This study used a calibrated temperature, salinity, and depth multi-probe observation system (SBE 19plus V2, Sea-Bird Electronics, Bellevue, WA, USA) to monitor the surface temperature and photosynthetically active radiation in the aquaculture area of Xihu harbor. The target was to acquire the data at 0.5 m underwater after calibrating the pressure sensor. The surface and bottom water samples were collected to determine the environmental factors based on the “Ocean Monitoring Specification” (GB17378.3-2007) [35]. These samples included dissolved inorganic nitrogen nitrate (NO3-N), nitrite (NO2-N), ammonium salt (NH4-N), and active phosphate (PO4-P). The total nitrogen and total phosphorus were also measured following the “Ocean Monitoring Specification”.

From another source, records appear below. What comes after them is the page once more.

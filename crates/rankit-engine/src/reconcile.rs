//! Reconciliation pass — repairs item statistics from the rating ledger.
//!
//! The submit-rating flow updates the rating record and the item's
//! counters in two steps without a transaction. A crash between the two
//! leaves counters that disagree with the ledger; this pass recomputes
//! count and sum from the ratings (the source of truth) and overwrites
//! any item that drifted. It runs periodically and is a required part of
//! the design, not optional cleanup.

use rankit_core::error::{RankError, RankResult};
use rankit_core::models::item::Item;
use rankit_core::repository::{ItemRepository, Pagination, RatingRepository};
use tracing::{debug, warn};
use uuid::Uuid;

pub struct Reconciler<I: ItemRepository, R: RatingRepository> {
    items: I,
    ratings: R,
    page_size: u64,
}

impl<I: ItemRepository, R: RatingRepository> Reconciler<I, R> {
    pub fn new(items: I, ratings: R, page_size: u64) -> Self {
        Self {
            items,
            ratings,
            page_size,
        }
    }

    /// Recompute one item's statistics from its ratings. Returns true if
    /// the stored statistics had drifted and were repaired.
    pub async fn reconcile_item(&self, item_id: Uuid) -> RankResult<bool> {
        let (count, sum) = self.ratings.stats_for_item(item_id).await?;

        let item = match self.items.get_by_id(item_id).await {
            Ok(item) => item,
            // Deleted out from under the sweep; nothing to repair.
            Err(RankError::NotFound { .. }) => return Ok(false),
            Err(e) => return Err(e),
        };

        let expected_avg = Item::average(sum, count);
        if item.rating_count == count
            && item.rating_sum == sum
            && item.avg_rating == expected_avg
        {
            return Ok(false);
        }

        warn!(
            item_id = %item_id,
            stored_count = item.rating_count,
            stored_sum = item.rating_sum,
            actual_count = count,
            actual_sum = sum,
            "item statistics drifted from rating ledger; repairing"
        );
        self.items.set_stats(item_id, count, sum).await?;
        Ok(true)
    }

    /// Reconcile every item in the store, paging through ids. Returns
    /// the number of items repaired.
    pub async fn sweep(&self) -> RankResult<u64> {
        let mut repaired = 0u64;
        let mut offset = 0u64;

        loop {
            let ids = self
                .items
                .list_ids(Pagination {
                    offset,
                    limit: self.page_size,
                })
                .await?;
            let page_len = ids.len() as u64;

            for id in ids {
                if self.reconcile_item(id).await? {
                    repaired += 1;
                }
            }

            if page_len < self.page_size {
                break;
            }
            offset += page_len;
        }

        debug!(repaired, "reconciliation sweep finished");
        Ok(repaired)
    }
}
//! Database-specific error types and conversions.

use rankit_core::error::RankError;

/// Database-layer error type.
#[derive(Debug, thiserror::Error)]
pub enum DbError {
    #[error("SurrealDB error: {0}")]
    Surreal(#[from] surrealdb::Error),

    #[error("Migration failed: {0}")]
    Migration(String),

    #[error("Failed to decode row: {0}")]
    Decode(String),

    #[error("Record not found: {entity} with id {id}")]
    NotFound { entity: String, id: String },

    #[error("Store state inconsistent: {0}")]
    Inconsistent(String),

    #[error("Uniqueness violated: {entity}")]
    Conflict { entity: String },
}

impl From<DbError> for RankError {
    fn from(err: DbError) -> Self {
        match err {
            DbError::NotFound { entity, id } => RankError::NotFound { entity, id },
            DbError::Conflict { entity } => RankError::AlreadyExists { entity },
            DbError::Surreal(e) => RankError::StoreUnavailable(e.to_string()),
            other => RankError::Database(other.to_string()),
        }
    }
}
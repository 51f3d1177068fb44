//! Integration tests for cascade deletion.

use rankit_core::error::RankError;
use rankit_core::models::item::SortKey;
use rankit_core::models::user::CreateUser;
use rankit_core::repository::{
    GroupRepository, ItemRepository, RatingRepository, UserRepository,
};
use rankit_db::repository::{
    SurrealGroupRepository, SurrealItemRepository, SurrealRatingRepository,
    SurrealUserRepository,
};
use rankit_engine::{CascadeService, EngineConfig, ItemService, MembershipService, RatingService};
use surrealdb::Surreal;
use surrealdb::engine::local::Mem;
use uuid::Uuid;

type Db = surrealdb::engine::local::Db;

struct Fixture {
    db: Surreal<Db>,
    cascade: CascadeService<
        SurrealGroupRepository<Db>,
        SurrealItemRepository<Db>,
        SurrealRatingRepository<Db>,
        SurrealUserRepository<Db>,
    >,
    alice: Uuid, // owner
    bob: Uuid,   // member
    group: Uuid,
    item_a: Uuid,
    item_b: Uuid,
}

/// A group owned by alice with bob as member, two items, ratings on both.
async fn setup() -> Fixture {
    let db = Surreal::new::<Mem>(()).await.unwrap();
    db.use_ns("test").use_db("test").await.unwrap();
    rankit_db::run_migrations(&db).await.unwrap();

    let user_repo = SurrealUserRepository::new(db.clone());
    let alice = user_repo
        .create(CreateUser {
            username: "alice".into(),
            email: "alice@example.com".into(),
            password_hash: "$argon2id$fake".into(),
        })
        .await
        .unwrap()
        .id;
    let bob = user_repo
        .create(CreateUser {
            username: "bob".into(),
            email: "bob@example.com".into(),
            password_hash: "$argon2id$fake".into(),
        })
        .await
        .unwrap()
        .id;

    let membership = MembershipService::new(
        SurrealGroupRepository::new(db.clone()),
        SurrealUserRepository::new(db.clone()),
        EngineConfig::default(),
    );
    let group = membership
        .create_group("Coffee Club", "desc", alice)
        .await
        .unwrap()
        .id;
    membership.join_group(group, bob).await.unwrap();

    let items = ItemService::new(
        SurrealGroupRepository::new(db.clone()),
        SurrealItemRepository::new(db.clone()),
        SurrealRatingRepository::new(db.clone()),
        EngineConfig::default(),
    );
    let item_a = items.add_item(group, "Espresso", "", alice).await.unwrap().id;
    let item_b = items.add_item(group, "Drip", "", alice).await.unwrap().id;

    let ratings = RatingService::new(
        SurrealGroupRepository::new(db.clone()),
        SurrealItemRepository::new(db.clone()),
        SurrealRatingRepository::new(db.clone()),
    );
    ratings.submit_rating(alice, group, item_a, 5).await.unwrap();
    ratings.submit_rating(bob, group, item_a, 4).await.unwrap();
    ratings.submit_rating(bob, group, item_b, 2).await.unwrap();

    let cascade = CascadeService::new(
        SurrealGroupRepository::new(db.clone()),
        SurrealItemRepository::new(db.clone()),
        SurrealRatingRepository::new(db.clone()),
        SurrealUserRepository::new(db.clone()),
    );

    Fixture {
        db,
        cascade,
        alice,
        bob,
        group,
        item_a,
        item_b,
    }
}

#[tokio::test]
async fn delete_group_removes_everything() {
    let f = setup().await;

    f.cascade.delete_group(f.group, f.alice).await.unwrap();

    let groups = SurrealGroupRepository::new(f.db.clone());
    assert!(matches!(
        groups.get_by_id(f.group).await.unwrap_err(),
        RankError::NotFound { .. }
    ));

    let items = SurrealItemRepository::new(f.db.clone());
    assert!(items.list_by_group(f.group, SortKey::New).await.unwrap().is_empty());

    let ratings = SurrealRatingRepository::new(f.db.clone());
    assert_eq!(ratings.stats_for_item(f.item_a).await.unwrap(), (0, 0));
    assert_eq!(ratings.stats_for_item(f.item_b).await.unwrap(), (0, 0));

    // Former members no longer list the deleted group.
    let users = SurrealUserRepository::new(f.db.clone());
    for user in [f.alice, f.bob] {
        let stored = users.get_by_id(user).await.unwrap();
        assert!(!stored.groups_joined.contains(&f.group));
    }
}

#[tokio::test]
async fn only_owner_can_delete_group() {
    let f = setup().await;

    let err = f.cascade.delete_group(f.group, f.bob).await.unwrap_err();
    assert!(matches!(err, RankError::NotAuthorized { .. }));

    // Everything is still intact.
    let groups = SurrealGroupRepository::new(f.db.clone());
    assert!(groups.get_by_id(f.group).await.is_ok());
    let ratings = SurrealRatingRepository::new(f.db.clone());
    assert_eq!(ratings.stats_for_item(f.item_a).await.unwrap(), (2, 9));
}

#[tokio::test]
async fn delete_missing_group_is_not_found() {
    let f = setup().await;
    let err = f
        .cascade
        .delete_group(Uuid::new_v4(), f.alice)
        .await
        .unwrap_err();
    assert!(matches!(err, RankError::NotFound { .. }));
}

#[tokio::test]
async fn delete_item_removes_its_ratings_only() {
    let f = setup().await;

    f.cascade.delete_item(f.item_a, f.alice).await.unwrap();

    let items = SurrealItemRepository::new(f.db.clone());
    assert!(matches!(
        items.get_by_id(f.item_a).await.unwrap_err(),
        RankError::NotFound { .. }
    ));
    // The sibling item and its rating survive.
    assert!(items.get_by_id(f.item_b).await.is_ok());
    let ratings = SurrealRatingRepository::new(f.db.clone());
    assert_eq!(ratings.stats_for_item(f.item_b).await.unwrap(), (1, 2));
}

#[tokio::test]
async fn plain_members_cannot_delete_items() {
    let f = setup().await;

    let err = f.cascade.delete_item(f.item_a, f.bob).await.unwrap_err();
    assert!(matches!(err, RankError::NotAuthorized { .. }));

    let items = SurrealItemRepository::new(f.db.clone());
    assert!(items.get_by_id(f.item_a).await.is_ok());
    let ratings = SurrealRatingRepository::new(f.db.clone());
    assert_eq!(ratings.stats_for_item(f.item_a).await.unwrap(), (2, 9));
}
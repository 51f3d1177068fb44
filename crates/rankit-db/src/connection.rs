//! SurrealDB connection management.

use surrealdb::Surreal;
use surrealdb::engine::remote::ws::{Client, Ws};
use surrealdb::opt::auth::Root;
use tracing::info;

/// Configuration for connecting to SurrealDB.
#[derive(Debug, Clone)]
pub struct DbConfig {
    /// WebSocket URL (e.g., `127.0.0.1:8000`).
    pub url: String,
    /// SurrealDB namespace.
    pub namespace: String,
    /// SurrealDB database name.
    pub database: String,
    /// Root username for authentication.
    pub username: String,
    /// Root password for authentication.
    pub password: String,
}

impl Default for DbConfig {
    fn default() -> Self {
        Self {
            url: "127.0.0.1:8000".into(),
            namespace: "rankit".into(),
            database: "main".into(),
            username: "root".into(),
            password: "root".into(),
        }
    }
}

/// Manages a connection to SurrealDB.
///
/// Acquired once at process start and handed to the repositories; there
/// is no hidden global handle.
#[derive(Clone)]
pub struct DbManager {
    db: Surreal<Client>,
}

impl DbManager {
    /// Connect to SurrealDB using the provided configuration.
    ///
    /// Authenticates as root, selects the configured namespace and
    /// database, and returns a ready-to-use manager.
    pub async fn connect(config: &DbConfig) -> Result<Self, surrealdb::Error> {
        info!(
            url = %config.url,
            namespace = %config.namespace,
            database = %config.database,
            "Connecting to SurrealDB"
        );

        let db = Surreal::new::<Ws>(&config.url).await?;

        db.signin(Root {
            username: &config.username,
            password: &config.password,
        })
        .await?;

        db.use_ns(&config.namespace)
            .use_db(&config.database)
            .await?;

        info!("Successfully connected to SurrealDB");

        Ok(Self { db })
    }

    /// Returns a reference to the underlying SurrealDB client.
    pub fn client(&self) -> &Surreal<Client> {
        &self.db
    }
}
//! Server configuration loaded from environment variables.

use std::env;
use std::fmt::Display;
use std::str::FromStr;

use rankit_db::DbConfig;
use tracing::{info, warn};

pub struct ServerConfig {
    pub db: DbConfig,
    /// Seconds between reconciliation sweeps.
    pub reconcile_interval_secs: u64,
}

impl ServerConfig {
    pub fn load() -> Self {
        let defaults = DbConfig::default();
        Self {
            db: DbConfig {
                url: load_or("RANKIT_DB_URL", defaults.url),
                namespace: load_or("RANKIT_DB_NAMESPACE", defaults.namespace),
                database: load_or("RANKIT_DB_NAME", defaults.database),
                username: load_or("RANKIT_DB_USER", defaults.username),
                password: load_secret_or("RANKIT_DB_PASS", defaults.password),
            },
            reconcile_interval_secs: parse_or("RANKIT_RECONCILE_INTERVAL_SECS", 300),
        }
    }
}

fn load_or(key: &str, default: String) -> String {
    env::var(key).unwrap_or_else(|_| {
        info!("{key} not set, using default: {default}");
        default
    })
}

/// Like [`load_or`], but the value never reaches the log.
fn load_secret_or(key: &str, default: String) -> String {
    env::var(key).unwrap_or_else(|_| {
        info!("{key} not set, using default");
        default
    })
}

fn parse_or<T: FromStr + Display + Copy>(key: &str, default: T) -> T {
    match env::var(key) {
        Ok(raw) => raw.parse().unwrap_or_else(|_| {
            warn!("Invalid {key} value {raw:?}, using default: {default}");
            default
        }),
        Err(_) => {
            info!("{key} not set, using default: {default}");
            default
        }
    }
}
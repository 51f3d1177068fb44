//! Item domain model — the things being ranked inside a group.

use chrono::{DateTime, Utc};
use serde::{Deserialize, Serialize};
use uuid::Uuid;

/// An item carries denormalized rating statistics. The invariant is that
/// `rating_count` and `rating_sum` reflect exactly the set of rating
/// records pointing at this item once all in-flight submissions settle;
/// the reconciliation pass repairs any window left by a crash between the
/// rating upsert and the statistics update.
#[derive(Debug, Clone, Serialize, Deserialize)]
pub struct Item {
    pub id: Uuid,
    pub group_id: Uuid,
    pub name: String,
    pub description: String,
    pub added_by: Uuid,
    pub rating_count: u64,
    pub rating_sum: i64,
    /// `round(rating_sum / rating_count, 2)`, or exactly 0.0 when unrated.
    pub avg_rating: f64,
    pub created_at: DateTime<Utc>,
}

impl Item {
    /// Average of `sum` over `count`, rounded to two decimal places.
    /// A count of zero yields exactly 0.0, never a division error.
    pub fn average(sum: i64, count: u64) -> f64 {
        if count == 0 {
            0.0
        } else {
            (sum as f64 / count as f64 * 100.0).round() / 100.0
        }
    }
}

#[derive(Debug, Clone, Serialize, Deserialize)]
pub struct CreateItem {
    pub group_id: Uuid,
    pub name: String,
    pub description: String,
    pub added_by: Uuid,
}

/// Sort keys for listing the items of a group.
#[derive(Debug, Clone, Copy, PartialEq, Eq, Default)]
pub enum SortKey {
    /// Best rated first: avg_rating desc, rating_count desc, then
    /// creation order as the stable tiebreak. Unrated items sort last.
    #[default]
    Rating,
    /// Newest first.
    New,
    /// Lexicographic by name.
    Name,
}

impl SortKey {
    /// Parse a query-string value, falling back to `Rating`.
    pub fn parse(s: &str) -> Self {
        match s {
            "new" => SortKey::New,
            "name" => SortKey::Name,
            _ => SortKey::Rating,
        }
    }
}

#[cfg(test)]
mod tests {
    use super::*;

    #[test]
    fn average_of_zero_count_is_exactly_zero() {
        assert_eq!(Item::average(0, 0), 0.0);
        // Stale sum with zero count must still not divide.
        assert_eq!(Item::average(7, 0), 0.0);
    }

    #[test]
    fn average_rounds_to_two_decimals() {
        assert_eq!(Item::average(10, 3), 3.33);
        assert_eq!(Item::average(11, 3), 3.67);
        assert_eq!(Item::average(5, 1), 5.0);
    }

    #[test]
    fn sort_key_parse_defaults_to_rating() {
        assert_eq!(SortKey::parse("new"), SortKey::New);
        assert_eq!(SortKey::parse("name"), SortKey::Name);
        assert_eq!(SortKey::parse("rating"), SortKey::Rating);
        assert_eq!(SortKey::parse("bogus"), SortKey::Rating);
    }
}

2.4. Fluorescence Parameter Determination

The chlorophyll fluorescence parameters of the algae were monitored in situ using an underwater fluorometer, Diving-PAM, and a data acquisition system, WinControl-3 (Walz GmbH, Effeltrich, Germany). Samples (3–5) were randomly selected from the culture water layer, and the surface impurities on the algae were cleaned. An optical fiber probe was fixed with a magnetic blade clip, and the ambient light was adjusted by connecting it to a computer to maintain the light in the range of 200–500 μmol m⁻²·s⁻¹. The modulation measurement light was first turned on, and the initial fluorescence value (F₀′) was measured. Then, the saturation pulse was then turned on [4000 μmol m⁻²·s⁻¹], a time when the fluorescence variable (F_v′) was the maximum fluorescence value (F_m′).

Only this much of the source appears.